I have to admit that VidiTel crossed my mind more than once while talking last week to Loïc Le Meur, the swashbuckling Gallic founder and CEO of Seesmic, a Silicon Valley start-up he described as a "real-time video platform". To be fair to Le Meur, however, real-time video has come a long way since 2003, his start-up having pioneered technology that makes it incredibly easy to record and distribute personal videos over the internet. Seesmic could indeed change everything on the internet: Le Meur's tiny company of 11 engineers has the potential to transform Twitter from a textual social application to a video one.
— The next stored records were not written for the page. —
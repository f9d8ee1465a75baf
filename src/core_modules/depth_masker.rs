// THEORY:
// The `DepthMasker` is the first stage of every frame. It turns a depth frame into a
// binary silhouette by a single threshold on one depth channel: anything at least as
// close as `depth_threshold` is hand, everything else is background.
//
// Three rules shape the mask:
// 1.  **Threshold**: foreground pixels become 255, background pixels 0.
// 2.  **Black border**: the outermost ring of pixels is always 0. A hand cropped by
//     the frame edge would otherwise be traced as a closed loop along the border.
// 3.  **Focus region**: when an external region detector supplies a box, every pixel
//     outside it is 0, restricting tracking to that one region.
//
// While masking it accumulates the coordinates of every foreground pixel of the
// *final* mask, giving the silhouette's centroid ("gravity"). An empty mask has no
// centroid; that is reported as `None` and never turned into a NaN.

use crate::core_modules::depth_frame::DepthFrame;
use crate::core_modules::geometry::{Contour, Point};
use image::{GrayImage, Luma};
use serde::{Deserialize, Serialize};
use tracing::warn;

pub const FOREGROUND: u8 = 255;
pub const BACKGROUND: u8 = 0;

/// Mean position of foreground pixels.
pub type Centroid = Point;

/// Tunables for the masker.
#[derive(Debug, Clone, PartialEq, Serialize, Deserialize)]
#[serde(default)]
pub struct MaskerConfig {
    /// Samples at or above this value are foreground (0..=255 scale).
    pub depth_threshold: u8,
    /// Which interleaved channel of the frame carries depth.
    pub depth_channel: usize,
}

impl Default for MaskerConfig {
    fn default() -> Self {
        Self {
            depth_threshold: 100,
            depth_channel: 0,
        }
    }
}

/// An axis-aligned pixel box produced by an external region detector.
#[derive(Debug, Clone, Copy, PartialEq, Eq, Serialize, Deserialize)]
pub struct Region {
    pub x: u32,
    pub y: u32,
    pub width: u32,
    pub height: u32,
}

impl Region {
    pub fn contains(&self, x: u32, y: u32) -> bool {
        x >= self.x && y >= self.y && x - self.x < self.width && y - self.y < self.height
    }
}

/// An external detector proposing hand-shaped regions, best first.
pub trait RegionDetector {
    fn detect(&self, frame: &DepthFrame) -> Vec<Region>;
}

/// Binary silhouette of one frame.
#[derive(Debug, Clone, PartialEq)]
pub struct Mask {
    pub image: GrayImage,
    pub centroid: Option<Centroid>,
    pub foreground_pixels: u64,
}

impl Mask {
    pub fn width(&self) -> u32 {
        self.image.width()
    }

    pub fn height(&self) -> u32 {
        self.image.height()
    }

    /// Centroid of the foreground pixels inside `contour`'s bounding box.
    ///
    /// The box is half-open (`min..max` on both axes), so a contour's own last row
    /// and column are excluded. Returns `None` when no foreground pixel falls inside.
    pub fn centroid_within(&self, contour: &Contour) -> Option<Centroid> {
        let (min, max) = contour.bounds()?;
        let x0 = min.x.max(0.0) as u32;
        let y0 = min.y.max(0.0) as u32;
        let x1 = (max.x.max(0.0) as u32).min(self.width());
        let y1 = (max.y.max(0.0) as u32).min(self.height());

        let (mut sum_x, mut sum_y, mut count) = (0u64, 0u64, 0u64);
        for y in y0..y1 {
            for x in x0..x1 {
                if self.image.get_pixel(x, y)[0] > 0 {
                    sum_x += x as u64;
                    sum_y += y as u64;
                    count += 1;
                }
            }
        }
        average(sum_x, sum_y, count)
    }
}

fn average(sum_x: u64, sum_y: u64, count: u64) -> Option<Centroid> {
    if count == 0 {
        return None;
    }
    Some(Point::new(
        sum_x as f64 / count as f64,
        sum_y as f64 / count as f64,
    ))
}

/// Stateless thresholding of depth frames.
#[derive(Debug, Clone, Default)]
pub struct DepthMasker {
    config: MaskerConfig,
}

impl DepthMasker {
    pub fn new(config: MaskerConfig) -> Self {
        Self { config }
    }

    pub fn config(&self) -> &MaskerConfig {
        &self.config
    }

    /// Thresholds `frame`, blacks out the border and everything outside `focus`.
    pub fn mask(&self, frame: &DepthFrame, focus: Option<&Region>) -> Mask {
        let width = frame.width();
        let height = frame.height();
        let mut image = GrayImage::new(width, height);

        if self.config.depth_channel >= frame.channels() {
            warn!(
                depth_channel = self.config.depth_channel,
                channels = frame.channels(),
                "depth channel out of range, frame yields an empty mask"
            );
            return Mask {
                image,
                centroid: None,
                foreground_pixels: 0,
            };
        }

        let (mut sum_x, mut sum_y, mut count) = (0u64, 0u64, 0u64);
        for y in 0..height {
            for x in 0..width {
                let on_border = x == 0 || y == 0 || x == width - 1 || y == height - 1;
                let in_focus = focus.is_none_or(|r| r.contains(x, y));
                let is_foreground = !on_border
                    && in_focus
                    && frame.sample(x, y, self.config.depth_channel) >= self.config.depth_threshold;

                if is_foreground {
                    image.put_pixel(x, y, Luma([FOREGROUND]));
                    sum_x += x as u64;
                    sum_y += y as u64;
                    count += 1;
                }
            }
        }

        Mask {
            image,
            centroid: average(sum_x, sum_y, count),
            foreground_pixels: count,
        }
    }
}
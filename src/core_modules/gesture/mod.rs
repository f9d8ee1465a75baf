// THEORY:
// The `gesture` module is the temporal layer of the tracker. Where the `HandTracker`
// sees one frame at a time, the `GestureRecognizer` turns the stream of per-frame
// candidates into discrete, named events.
//
// It is a dispatcher over a fixed set of independent detectors: four swipe detectors
// (left, right, up, down) and one nudge detector. Each detector is a private finite
// state machine with its own history and counters; detectors never share state.
// Every frame, with or without a hand, is fed to every detector in a fixed order so
// miss counters keep ticking on empty frames.
//
// Events are returned to the caller and, in the same call, dispatched to the
// recognizer's own `EventBus`.

pub mod nudge;
pub mod swipe;

use crate::core_modules::event_bus::{EventBus, SubscriptionId};
use crate::core_modules::hand_tracker::Candidate;
use crate::error::ConfigError;
use nudge::{NudgeConfig, NudgeDetector, NudgeState};
use serde::{Deserialize, Serialize};
use std::fmt;
use swipe::{SwipeConfig, SwipeDetector, SwipeDirection, SwipeState};
use tracing::info;

/// Name of a recognized gesture.
#[derive(Debug, Clone, Copy, PartialEq, Eq, Hash, Serialize, Deserialize)]
#[serde(rename_all = "camelCase")]
pub enum GestureKind {
    SwipeLeft,
    SwipeRight,
    SwipeUp,
    SwipeDown,
    Nudge,
    #[serde(rename = "I")]
    I,
}

impl GestureKind {
    pub fn name(self) -> &'static str {
        match self {
            Self::SwipeLeft => "swipeLeft",
            Self::SwipeRight => "swipeRight",
            Self::SwipeUp => "swipeUp",
            Self::SwipeDown => "swipeDown",
            Self::Nudge => "nudge",
            Self::I => "I",
        }
    }
}

impl fmt::Display for GestureKind {
    fn fmt(&self, f: &mut fmt::Formatter<'_>) -> fmt::Result {
        f.write_str(self.name())
    }
}

/// A gesture fired during frame `frame` (1-based count of frames seen).
#[derive(Debug, Clone, Copy, PartialEq, Eq, Serialize, Deserialize)]
pub struct GestureEvent {
    pub kind: GestureKind,
    pub frame: u64,
}

#[derive(Debug, Clone, Default, PartialEq, Serialize, Deserialize)]
#[serde(default)]
pub struct GestureConfig {
    pub swipe: SwipeConfig,
    pub nudge: NudgeConfig,
}

impl GestureConfig {
    pub fn validate(&self) -> Result<(), ConfigError> {
        self.swipe.validate()?;
        self.nudge.validate()
    }
}

/// Owns the gesture detectors and their subscribers.
#[derive(Debug)]
pub struct GestureRecognizer {
    swipes: [SwipeDetector; 4],
    nudge: NudgeDetector,
    bus: EventBus<GestureEvent>,
    frame: u64,
}

impl GestureRecognizer {
    pub fn new(config: GestureConfig) -> Result<Self, ConfigError> {
        config.validate()?;
        Ok(Self {
            swipes: SwipeDirection::ALL.map(|d| SwipeDetector::new(d, config.swipe.clone())),
            nudge: NudgeDetector::new(config.nudge),
            bus: EventBus::new(),
            frame: 0,
        })
    }

    pub fn subscribe<F>(&mut self, subscriber: F) -> SubscriptionId
    where
        F: FnMut(&GestureEvent) + Send + 'static,
    {
        self.bus.subscribe(subscriber)
    }

    pub fn unsubscribe(&mut self, id: SubscriptionId) -> bool {
        self.bus.unsubscribe(id)
    }

    /// Feeds one frame (`None` when no hand was found) to every detector.
    pub fn on_frame(&mut self, candidate: Option<&Candidate>) -> Vec<GestureEvent> {
        self.frame += 1;
        let frame = self.frame;

        let mut kinds: Vec<GestureKind> = self
            .swipes
            .iter_mut()
            .filter_map(|detector| detector.on_frame(candidate))
            .collect();
        kinds.extend(self.nudge.on_frame(candidate));

        let events: Vec<GestureEvent> = kinds.into_iter().map(|kind| GestureEvent { kind, frame }).collect();

        for event in &events {
            info!(gesture = %event.kind, frame, "gesture recognized");
            self.bus.dispatch(event);
        }
        events
    }

    pub fn swipe_state(&self, direction: SwipeDirection) -> SwipeState {
        self.swipes
            .iter()
            .find(|d| d.direction() == direction)
            .map_or(SwipeState::Idle, SwipeDetector::state)
    }

    pub fn nudge_state(&self) -> NudgeState {
        self.nudge.state()
    }

    pub fn frames_seen(&self) -> u64 {
        self.frame
    }
}

#[cfg(test)]
pub(crate) mod test_candidates {
    use crate::core_modules::geometry::{Contour, Point};
    use crate::core_modules::hand_tracker::Candidate;
    use crate::core_modules::silhouette_analyzer::Finger;

    /// A 200x200 candidate holding exactly the given fingertips.
    pub fn with_fingers(points: &[(f64, f64)]) -> Candidate {
        Candidate {
            contour: Contour::default(),
            hull: Contour::default(),
            defects: Vec::new(),
            centroid: Point::new(100.0, 100.0),
            fingers: points
                .iter()
                .enumerate()
                .map(|(i, &(x, y))| Finger {
                    x,
                    y,
                    length: 1.0 - i as f64 * 0.1,
                    bucket: i,
                })
                .collect(),
            finger_graph: None,
            width: 200,
            height: 200,
        }
    }

    pub fn one_finger(x: f64, y: f64) -> Candidate {
        with_fingers(&[(x, y)])
    }

    pub fn empty_candidate() -> Candidate {
        with_fingers(&[])
    }
}
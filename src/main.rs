// THEORY:
// `hand_vision` replays a directory of depth images through a `TrackingPipeline`.
// Each image is one frame, taken in file-name order; any greyscale or colour image
// works, and its luma channel is used as depth.
//
// Decoding is blocking work, so a reader task on tokio's blocking pool decodes frames
// and feeds them through a bounded channel. The main task owns the pipeline and
// processes frames strictly in order, logging every event it emits.

use anyhow::{Context, Result, bail};
use clap::Parser;
use hand_vision::pipeline::{CanvasConfig, DepthFrame, PipelineConfig, Report, TrackingEvent, TrackingPipeline};
use std::path::{Path, PathBuf};
use tokio::sync::mpsc;
use tracing::{debug, info, warn};
use tracing_subscriber::{EnvFilter, layer::SubscriberExt, util::SubscriberInitExt};

const FRAME_QUEUE_DEPTH: usize = 8;
const FRAME_EXTENSIONS: [&str; 6] = ["png", "pgm", "bmp", "jpg", "jpeg", "tiff"];

#[derive(Debug, Parser)]
#[command(name = "hand_vision", version, about = "Track hands and gestures in a sequence of depth images")]
struct Cli {
    /// Directory holding one depth image per frame.
    frames_dir: PathBuf,

    /// JSON pipeline configuration; missing fields take their defaults.
    #[arg(long)]
    config: Option<PathBuf>,

    /// Track every hand of comparable size instead of the largest one.
    #[arg(long)]
    multi: bool,

    /// Emit handmove events on a canvas of this width.
    #[arg(long, requires = "canvas_height")]
    canvas_width: Option<f64>,

    #[arg(long, requires = "canvas_width")]
    canvas_height: Option<f64>,

    /// Do not mirror handmove x coordinates.
    #[arg(long)]
    no_mirror: bool,
}

impl Cli {
    fn pipeline_config(&self) -> Result<PipelineConfig> {
        let mut config = match &self.config {
            Some(path) => {
                let text = std::fs::read_to_string(path)
                    .with_context(|| format!("reading config {}", path.display()))?;
                serde_json::from_str(&text).with_context(|| format!("parsing config {}", path.display()))?
            }
            None => PipelineConfig::default(),
        };

        if self.multi {
            config.tracker.multi_candidate = true;
        }
        if let (Some(width), Some(height)) = (self.canvas_width, self.canvas_height) {
            let base = config.canvas.unwrap_or_default();
            config.canvas = Some(CanvasConfig { width, height, ..base });
        }
        if self.no_mirror {
            if let Some(canvas) = config.canvas.as_mut() {
                canvas.mirror_x = false;
            }
        }
        Ok(config)
    }
}

fn frame_paths(dir: &Path) -> Result<Vec<PathBuf>> {
    let mut paths = Vec::new();
    for entry in std::fs::read_dir(dir).with_context(|| format!("listing {}", dir.display()))? {
        let path = entry?.path();
        let is_image = path
            .extension()
            .and_then(|ext| ext.to_str())
            .is_some_and(|ext| FRAME_EXTENSIONS.contains(&ext.to_ascii_lowercase().as_str()));
        if is_image {
            paths.push(path);
        }
    }
    paths.sort();
    Ok(paths)
}

fn load_frame(path: &Path) -> Result<DepthFrame> {
    let image = image::open(path)
        .with_context(|| format!("decoding {}", path.display()))?
        .to_luma8();
    Ok(DepthFrame::from(&image))
}

#[tokio::main]
async fn main() -> Result<()> {
    tracing_subscriber::registry()
        .with(EnvFilter::try_from_default_env().unwrap_or_else(|_| EnvFilter::new("info")))
        .with(tracing_subscriber::fmt::layer().with_target(false))
        .init();

    let cli = Cli::parse();
    let config = cli.pipeline_config()?;
    let mut pipeline = TrackingPipeline::new(config).context("invalid pipeline configuration")?;

    let paths = frame_paths(&cli.frames_dir)?;
    if paths.is_empty() {
        bail!("no frames found in {}", cli.frames_dir.display());
    }
    info!(frames = paths.len(), dir = %cli.frames_dir.display(), "replaying depth frames");

    pipeline.subscribe(|event| match event {
        TrackingEvent::HandMove(m) => debug!(x = m.x, y = m.y, "handmove"),
        TrackingEvent::Gesture(g) => info!(gesture = %g.kind, frame = g.frame, "event"),
    });

    let (tx, mut rx) = mpsc::channel::<(PathBuf, DepthFrame)>(FRAME_QUEUE_DEPTH);
    let reader = tokio::task::spawn_blocking(move || -> Result<()> {
        for path in paths {
            let frame = match load_frame(&path) {
                Ok(frame) => frame,
                Err(err) => {
                    warn!(error = %format!("{err:#}"), "skipping frame");
                    continue;
                }
            };
            if tx.blocking_send((path, frame)).is_err() {
                // Receiver gone; nothing left to do.
                break;
            }
        }
        Ok(())
    });

    let mut detected = 0u64;
    let mut gestures = 0usize;
    while let Some((path, frame)) = rx.recv().await {
        match pipeline.process_frame(&frame) {
            Report::NoCandidate => {
                debug!(frame = %path.display(), "no hand");
            }
            Report::Detected(report) => {
                detected += 1;
                gestures += report.gestures.len();
                let fingers: Vec<usize> = report.candidates.iter().map(|c| c.fingers.len()).collect();
                debug!(frame = %path.display(), ?fingers, "hand detected");
            }
        }
    }

    reader.await.context("frame reader panicked")??;
    info!(
        frames = pipeline.recognizer().frames_seen(),
        detected, gestures, "replay finished"
    );
    Ok(())
}
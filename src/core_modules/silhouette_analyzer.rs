// THEORY:
// The `SilhouetteAnalyzer` finds fingertips on a hand contour without any skeletal
// model. It looks at the silhouette from its centroid, like a radar sweep, and
// records how far the outline reaches in every direction. Extended fingers show up
// as tall, narrow peaks in that radial profile (the "finger graph").
//
// Algorithm steps:
// 1.  **Polar binning**: every contour point is mapped to an angular bucket by its
//     angle around the centroid. Only the farthest point per bucket is kept, which
//     discards the inner side of the outline at that angle.
// 2.  **Normalization**: distances are rescaled to [0, 1] with the min/max distance
//     of the whole contour, making the profile independent of hand size and depth.
// 3.  **Peak runs**: a sweep over the buckets opens a run when the profile rises
//     above the peak threshold and closes it when it drops below. The tallest bucket
//     of each run is one fingertip. Runs straddling the end of the sweep are joined
//     with the run that opened it, so one physical peak yields one finger.
// 4.  **Edge filter**: fingertips hugging the image border are depth noise.
// 5.  **Angular clustering**: fingers of one hand span well under a full turn.
//     The densest window of `cluster_span` of the resolution wins; peaks from a
//     second, disconnected object fall outside it.
// 6.  **Ordering**: most extended finger first.
//
// Like the blob detector of a motion pipeline, this is a stateless utility: the same
// contour and centroid always give the same fingers.

use crate::core_modules::geometry::{Contour, Point};
use crate::error::{ConfigError, check_unit};
use serde::{Deserialize, Serialize};
use std::f64::consts::TAU;

/// Normalization range below which a profile is considered flat.
///
/// Only an outline at a constant distance is flat. A rasterized round blob keeps a
/// pixel-staircase range that normalization stretches to [0, 1], so it still yields
/// spurious fingers.
const FLAT_PROFILE_EPSILON: f64 = 1e-9;

/// Tunables for fingertip extraction.
#[derive(Debug, Clone, PartialEq, Serialize, Deserialize)]
#[serde(default)]
pub struct FingerConfig {
    /// Number of angular buckets spanning a full turn.
    pub resolution: usize,
    /// Normalized distance a bucket must exceed to belong to a peak.
    pub peak_threshold: f64,
    /// Fraction of width/height near each image edge where fingertips are dropped.
    pub edge_margin: f64,
    /// Largest angular span of one hand, as a fraction of `resolution`.
    pub cluster_span: f64,
}

impl Default for FingerConfig {
    fn default() -> Self {
        Self {
            resolution: 500,
            peak_threshold: 0.55,
            edge_margin: 0.03,
            cluster_span: 0.6,
        }
    }
}

impl FingerConfig {
    pub fn validate(&self) -> Result<(), ConfigError> {
        if self.resolution == 0 {
            return Err(ConfigError::InvalidResolution);
        }
        check_unit("peak_threshold", self.peak_threshold)?;
        check_unit("edge_margin", self.edge_margin)?;
        check_unit("cluster_span", self.cluster_span)
    }
}

/// The farthest contour point seen in one angular bucket.
#[derive(Debug, Clone, Copy, PartialEq)]
pub struct FingerGraphEntry {
    /// Distance from the centroid, normalized to [0, 1].
    pub distance: f64,
    pub point: Point,
}

/// Radial profile of a contour: one optional entry per angular bucket.
#[derive(Debug, Clone, PartialEq)]
pub struct FingerGraph {
    buckets: Vec<Option<FingerGraphEntry>>,
}

impl FingerGraph {
    pub fn resolution(&self) -> usize {
        self.buckets.len()
    }

    pub fn get(&self, bucket: usize) -> Option<&FingerGraphEntry> {
        self.buckets.get(bucket).and_then(Option::as_ref)
    }

    /// Populated buckets in angular order.
    pub fn populated(&self) -> impl Iterator<Item = (usize, &FingerGraphEntry)> {
        self.buckets
            .iter()
            .enumerate()
            .filter_map(|(i, entry)| entry.as_ref().map(|e| (i, e)))
    }
}

/// A fingertip candidate.
#[derive(Debug, Clone, Copy, PartialEq)]
pub struct Finger {
    pub x: f64,
    pub y: f64,
    /// Normalized distance from the centroid (0..1).
    pub length: f64,
    /// Angular bucket of the fingertip in the finger graph.
    pub bucket: usize,
}

impl Finger {
    fn from_entry(bucket: usize, entry: &FingerGraphEntry) -> Self {
        Self {
            x: entry.point.x,
            y: entry.point.y,
            length: entry.distance,
            bucket,
        }
    }

    pub fn position(&self) -> Point {
        Point::new(self.x, self.y)
    }
}

/// Sweep state of the peak extraction.
#[derive(Debug, Clone, Copy, PartialEq, Eq)]
enum RunState {
    Outside,
    Inside { best: usize },
}

pub mod silhouette_analyzer {
    use super::*;
    use tracing::trace;

    /// Builds the radial profile of `contour` around `centroid`.
    ///
    /// Returns `None` for a degenerate input: zero resolution, an empty contour, or a
    /// contour whose points all coincide with the centroid.
    pub fn finger_graph(contour: &Contour, centroid: &Point, resolution: usize) -> Option<FingerGraph> {
        if resolution == 0 || contour.is_empty() {
            return None;
        }

        let mut buckets: Vec<Option<FingerGraphEntry>> = vec![None; resolution];
        let mut min_distance = f64::INFINITY;
        let mut max_distance = 0.0f64;

        for point in &contour.points {
            let dx = point.x - centroid.x;
            let dy = point.y - centroid.y;
            let distance = dx.hypot(dy);
            min_distance = min_distance.min(distance);
            max_distance = max_distance.max(distance);
            if distance == 0.0 {
                // No angle for a point sitting on the centroid.
                continue;
            }

            let mut angle = (dx / distance).clamp(-1.0, 1.0).acos();
            if dy < 0.0 {
                angle = -angle;
            }
            let bucket = (((angle / TAU) + 0.5) * resolution as f64).floor() as usize % resolution;

            let slot = &mut buckets[bucket];
            if slot.is_none_or(|e| e.distance < distance) {
                *slot = Some(FingerGraphEntry {
                    distance,
                    point: *point,
                });
            }
        }

        if max_distance == 0.0 {
            return None;
        }

        let range = max_distance - min_distance;
        for entry in buckets.iter_mut().flatten() {
            entry.distance = if range < FLAT_PROFILE_EPSILON {
                0.0
            } else {
                (entry.distance - min_distance) / range
            };
        }

        Some(FingerGraph { buckets })
    }

    /// Extracts fingertips from `graph` for an image of `width` x `height`.
    pub fn fingers(graph: &FingerGraph, width: u32, height: u32, config: &FingerConfig) -> Vec<Finger> {
        let peaks = extract_peaks(graph, config.peak_threshold);
        trace!(peaks = peaks.len(), "finger graph peaks");

        let mut candidates = filter_edges(peaks, width, height, config.edge_margin);
        candidates.sort_by_key(|f| f.bucket);

        let mut fingers = densest_cluster(candidates, graph.resolution() as f64 * config.cluster_span);
        fingers.sort_by(|a, b| b.length.total_cmp(&a.length));
        fingers
    }

    /// Finger graph and fingers in one call; `None` when the graph is degenerate.
    pub fn find_fingers(
        contour: &Contour,
        centroid: &Point,
        width: u32,
        height: u32,
        config: &FingerConfig,
    ) -> Option<(FingerGraph, Vec<Finger>)> {
        let graph = finger_graph(contour, centroid, config.resolution)?;
        let fingers = fingers(&graph, width, height, config);
        Some((graph, fingers))
    }

    /// One fingertip per run of buckets above `threshold`, in sweep order.
    fn extract_peaks(graph: &FingerGraph, threshold: f64) -> Vec<Finger> {
        let mut peaks = Vec::new();
        let mut state = RunState::Outside;
        // Only a run opened by the very first bucket can continue past the sweep end.
        let opened_at_start = graph
            .populated()
            .next()
            .is_some_and(|(_, e)| e.distance > threshold);

        for (bucket, entry) in graph.populated() {
            let above = entry.distance > threshold;
            state = match state {
                RunState::Outside if above => RunState::Inside { best: bucket },
                RunState::Outside => RunState::Outside,
                RunState::Inside { best } if above => {
                    let best_distance = graph.get(best).map_or(f64::NEG_INFINITY, |e| e.distance);
                    if entry.distance > best_distance {
                        RunState::Inside { best: bucket }
                    } else {
                        RunState::Inside { best }
                    }
                }
                RunState::Inside { best } => {
                    if let Some(best_entry) = graph.get(best) {
                        peaks.push(Finger::from_entry(best, best_entry));
                    }
                    RunState::Outside
                }
            };
        }

        if let RunState::Inside { best } = state {
            if let Some(best_entry) = graph.get(best) {
                let tail = Finger::from_entry(best, best_entry);
                match peaks.first_mut() {
                    Some(head) if opened_at_start => {
                        if tail.length > head.length {
                            *head = tail;
                        }
                    }
                    _ => peaks.push(tail),
                }
            }
        }

        peaks
    }

    fn filter_edges(peaks: Vec<Finger>, width: u32, height: u32, margin: f64) -> Vec<Finger> {
        let (w, h) = (width as f64, height as f64);
        let (mx, my) = (w * margin, h * margin);
        peaks
            .into_iter()
            .filter(|f| f.x >= mx && f.x <= w - mx && f.y >= my && f.y <= h - my)
            .collect()
    }

    /// Keeps the fingers inside the `span`-wide window holding the most fingers.
    /// `fingers` must be sorted by bucket.
    fn densest_cluster(fingers: Vec<Finger>, span: f64) -> Vec<Finger> {
        let within = |from: &Finger, to: &Finger| ((to.bucket - from.bucket) as f64) < span;

        let mut best_start = 0;
        let mut best_count = 0;
        for (i, start) in fingers.iter().enumerate() {
            let count = fingers[i + 1..].iter().filter(|f| within(start, f)).count();
            if count > best_count {
                best_count = count;
                best_start = i;
            }
        }

        let Some(start) = fingers.get(best_start).copied() else {
            return fingers;
        };
        fingers
            .into_iter()
            .skip(best_start)
            .take_while(|f| within(&start, f))
            .collect()
    }
}
//! Helpers for writing fetched documents to disk.

use std::path::Path;

use futures::StreamExt;
use reqwest::header::CONTENT_TYPE;
use scraper::{Html, Selector};
use tokio::io::AsyncWriteExt;

use crate::apis::{truncate_chars, SourceError};

/// File name for a PDF derived from an identifier or title.
pub fn pdf_file_name(stem: &str) -> String {
    format!("{}.pdf", stem.replace('/', "_"))
}

/// File name for a main paper, using at most the first 50 characters of its title.
pub fn title_file_name(title: &str) -> String {
    pdf_file_name(truncate_chars(title, 50))
}

pub fn content_type(resp: &reqwest::Response) -> String {
    resp.headers()
        .get(CONTENT_TYPE)
        .and_then(|v| v.to_str().ok())
        .unwrap_or("")
        .to_ascii_lowercase()
}

pub fn is_pdf(resp: &reqwest::Response) -> bool {
    content_type(resp).contains("pdf")
}

/// Stream a response body into `path`, returning the number of bytes written.
/// A body that fails midway leaves no file behind.
pub async fn save_response(resp: reqwest::Response, path: &Path) -> Result<u64, SourceError> {
    if let Some(parent) = path.parent() {
        if !parent.as_os_str().is_empty() {
            tokio::fs::create_dir_all(parent).await?;
        }
    }
    let file = tokio::fs::File::create(path).await?;
    match write_body(resp, file).await {
        Ok(written) => Ok(written),
        Err(e) => {
            if let Err(rm) = tokio::fs::remove_file(path).await {
                tracing::warn!(path = %path.display(), "could not remove partial download: {}", rm);
            }
            Err(e)
        }
    }
}

async fn write_body(resp: reqwest::Response, mut file: tokio::fs::File) -> Result<u64, SourceError> {
    let mut stream = resp.bytes_stream();
    let mut written = 0u64;
    while let Some(chunk) = stream.next().await {
        let chunk = chunk?;
        file.write_all(&chunk).await?;
        written += chunk.len() as u64;
    }
    file.flush().await?;
    Ok(written)
}

/// Extract `<meta name="citation_pdf_url">` from a publisher landing page.
pub fn citation_pdf_url(html: &str) -> Option<String> {
    let document = Html::parse_document(html);
    let selector = Selector::parse(r#"meta[name="citation_pdf_url"]"#).ok()?;
    document
        .select(&selector)
        .filter_map(|m| m.value().attr("content"))
        .map(str::trim)
        .find(|c| !c.is_empty())
        .map(str::to_string)
}
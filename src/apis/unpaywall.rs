use serde::Deserialize;

use super::{doi_url, ensure_success, SourceError};
use crate::config::Config;

pub struct UnpaywallClient {
    client: reqwest::Client,
    base_url: String,
    email: String,
}

impl UnpaywallClient {
    /// `None` when no contact email is configured; Unpaywall requires one.
    pub fn from_config(client: reqwest::Client, config: &Config) -> Option<Self> {
        config.unpaywall_email.as_ref().map(|email| Self {
            client,
            base_url: config.unpaywall_url.trim_end_matches('/').to_string(),
            email: email.clone(),
        })
    }

    /// Best open-access PDF location for a DOI, if Unpaywall knows one.
    pub async fn get_pdf_url(&self, doi: &str) -> Result<Option<String>, SourceError> {
        let url = doi_url(&self.base_url, doi)?;
        let resp = self
            .client
            .get(url)
            .query(&[("email", self.email.as_str())])
            .send()
            .await?;
        if resp.status() == reqwest::StatusCode::NOT_FOUND {
            return Ok(None);
        }
        let resp = ensure_success("Unpaywall", resp).await?;
        let data: UnpaywallResponse = resp.json().await?;
        Ok(data.best_oa_location.and_then(|loc| loc.url_for_pdf))
    }
}

#[derive(Deserialize)]
struct UnpaywallResponse {
    best_oa_location: Option<UnpaywallLocation>,
}

#[derive(Deserialize)]
struct UnpaywallLocation {
    url_for_pdf: Option<String>,
}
Financed by $12m from blue-chip angels such as the eBay founder Pierre Omidyar and the TechCrunch heavyweight Michael Arrington, Seesmic has already built up an impressive list of media partners, including the BBC, the Washington Post company, 20th Century Fox and LinkTV. Most intriguingly, Le Meur, who moved to Silicon Valley from Paris 18 months ago to build Seesmic, acquired a desktop client software product called Twhirl in April of last year. Twhirl plus Seesmic might equal fame and fortune for Le Meur. What Twhirl does is enable the Seesmic software to work on Twitter, thus enabling video on the micro-blogging platform. "It's YouTube meets Twitter," as one Twhirl enthusiast "tweeted" me.

Twhirl isn't the only desktop client for Twitter – there are now at least 30 clients and 200 applications – but it is one of the most reliable and easiest to use, both in terms of its general functionality and of its rich media applications. according to Le Meur, 6 per cent of all "tweets" are now sent using Twhirl, with the free client having been downloaded more than a million times. I strongly advise Twitter users to try Twhirl. It really does enrich the Twitter experience.

Le Meur assured me that real-time video is the future of the internet. Timing is indeed everything in the new media business. Almost six years after Keith Teare sold me on the same dream, I suspect that we may have finally caught up with the future.